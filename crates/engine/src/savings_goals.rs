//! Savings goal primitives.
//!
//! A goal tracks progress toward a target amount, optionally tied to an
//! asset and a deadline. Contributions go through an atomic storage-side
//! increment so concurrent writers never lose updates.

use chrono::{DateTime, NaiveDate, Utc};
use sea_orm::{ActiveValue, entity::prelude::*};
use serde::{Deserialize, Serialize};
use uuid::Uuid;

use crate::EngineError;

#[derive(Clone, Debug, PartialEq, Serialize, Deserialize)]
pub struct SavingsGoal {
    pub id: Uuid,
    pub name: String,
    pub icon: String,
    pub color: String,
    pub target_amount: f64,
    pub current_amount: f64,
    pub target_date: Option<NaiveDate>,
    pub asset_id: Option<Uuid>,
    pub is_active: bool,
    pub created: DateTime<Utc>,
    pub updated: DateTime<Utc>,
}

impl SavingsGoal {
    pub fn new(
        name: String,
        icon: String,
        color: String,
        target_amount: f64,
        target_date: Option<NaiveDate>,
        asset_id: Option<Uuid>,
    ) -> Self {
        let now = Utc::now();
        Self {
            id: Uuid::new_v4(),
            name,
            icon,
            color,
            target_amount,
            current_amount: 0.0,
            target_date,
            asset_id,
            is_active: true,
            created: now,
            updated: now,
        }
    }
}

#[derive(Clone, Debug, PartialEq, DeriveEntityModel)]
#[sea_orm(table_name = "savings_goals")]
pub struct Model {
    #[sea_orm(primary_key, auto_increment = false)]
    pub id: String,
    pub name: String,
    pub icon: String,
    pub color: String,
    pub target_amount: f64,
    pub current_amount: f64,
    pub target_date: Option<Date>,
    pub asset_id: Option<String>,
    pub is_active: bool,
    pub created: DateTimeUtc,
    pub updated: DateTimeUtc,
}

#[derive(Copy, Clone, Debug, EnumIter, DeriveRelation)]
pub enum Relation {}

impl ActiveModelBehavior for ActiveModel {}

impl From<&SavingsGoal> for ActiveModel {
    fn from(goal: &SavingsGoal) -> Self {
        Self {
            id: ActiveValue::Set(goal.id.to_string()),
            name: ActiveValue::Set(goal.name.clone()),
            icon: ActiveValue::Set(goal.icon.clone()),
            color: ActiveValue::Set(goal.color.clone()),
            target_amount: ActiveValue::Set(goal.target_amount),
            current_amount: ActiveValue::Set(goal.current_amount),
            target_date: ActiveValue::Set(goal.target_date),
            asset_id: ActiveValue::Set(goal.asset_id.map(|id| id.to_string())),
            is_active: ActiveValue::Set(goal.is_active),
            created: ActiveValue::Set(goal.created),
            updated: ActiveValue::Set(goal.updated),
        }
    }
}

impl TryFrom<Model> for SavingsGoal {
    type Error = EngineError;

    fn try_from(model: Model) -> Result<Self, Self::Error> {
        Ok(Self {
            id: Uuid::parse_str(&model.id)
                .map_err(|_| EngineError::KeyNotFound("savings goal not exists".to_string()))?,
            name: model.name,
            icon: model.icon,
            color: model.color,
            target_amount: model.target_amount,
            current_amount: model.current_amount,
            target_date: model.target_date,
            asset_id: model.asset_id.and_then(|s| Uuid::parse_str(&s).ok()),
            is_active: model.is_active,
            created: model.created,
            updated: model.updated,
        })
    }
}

#### AIM OF THE EXERCISE
Each line above needs to be repeated exactly, with nothing omitted.

#### ANSWER TO THE EXERCISE
filename crates/engine/src/savings_goals.rs
//! Savings goal primitives.
//!
//! A goal tracks progress toward a target amount, optionally tied to an
//! asset and a deadline. Contributions go through an atomic storage-side
//! increment so concurrent writers never lose updates.

use chrono::{DateTime, NaiveDate, Utc};
use sea_orm::{ActiveValue, entity::prelude::*};
use serde::{Deserialize, Serialize};
use uuid::Uuid;

use crate::EngineError;

#[derive(Clone, Debug, PartialEq, Serialize, Deserialize)]
pub struct SavingsGoal {
    pub id: Uuid,
    pub name: String,
    pub icon: String,
    pub color: String,
    pub target_amount: f64,
    pub current_amount: f64,
    pub target_date: Option<NaiveDate>,
    pub asset_id: Option<Uuid>,
    pub is_active: bool,
    pub created: DateTime<Utc>,
    pub updated: DateTime<Utc>,
}

impl SavingsGoal {
    pub fn new(
        name: String,
        icon: String,
        color: String,
        target_amount: f64,
        target_date: Option<NaiveDate>,
        asset_id: Option<Uuid>,
    ) -> Self {
        let now = Utc::now();
        Self {
            id: Uuid::new_v4(),
            name,
            icon,
            color,
            target_amount,
            current_amount: 0.0,
            target_date,
            asset_id,
            is_active: true,
            created: now,
            updated: now,
        }
    }
}

#[derive(Clone, Debug, PartialEq, DeriveEntityModel)]
#[sea_orm(table_name = "savings_goals")]
pub struct Model {
    #[sea_orm(primary_key, auto_increment = false)]
    pub id: String,
    pub name: String,
    pub icon: String,
    pub color: String,
    pub target_amount: f64,
    pub current_amount: f64,
    pub target_date: Option<Date>,
    pub asset_id: Option<String>,
    pub is_active: bool,
    pub created: DateTimeUtc,
    pub updated: DateTimeUtc,
}

#[derive(Copy, Clone, Debug, EnumIter, DeriveRelation)]
pub enum Relation {}

impl ActiveModelBehavior for ActiveModel {}

impl From<&SavingsGoal> for ActiveModel {
    fn from(goal: &SavingsGoal) -> Self {
        Self {
            id: ActiveValue::Set(goal.id.to_string()),
            name: ActiveValue::Set(goal.name.clone()),
            icon: ActiveValue::Set(goal.icon.clone()),
            color: ActiveValue::Set(goal.color.clone()),
            target_amount: ActiveValue::Set(goal.target_amount),
            current_amount: ActiveValue::Set(goal.current_amount),
            target_date: ActiveValue::Set(goal.target_date),
            asset_id: ActiveValue::Set(goal.asset_id.map(|id| id.to_string())),
            is_active: ActiveValue::Set(goal.is_active),
            created: ActiveValue::Set(goal.created),
            updated: ActiveValue::Set(goal.updated),
        }
    }
}

impl TryFrom<Model> for SavingsGoal {
    type Error = EngineError;

    fn try_from(model: Model) -> Result<Self, Self::Error> {
        Ok(Self {
            id: Uuid::parse_str(&model.id)
                .map_err(|_| EngineError::KeyNotFound("savings goal not exists".to_string()))?,
            name: model.name,
            icon: model.icon,
            color: model.color,
            target_amount: model.target_amount,
            current_amount: model.current_amount,
            target_date: model.target_date,
            asset_id: model.asset_id.and_then(|s| Uuid::parse_str(&s).ok()),
            is_active: model.is_active,
            created: model.created,
            updated: model.updated,
        })
    }
}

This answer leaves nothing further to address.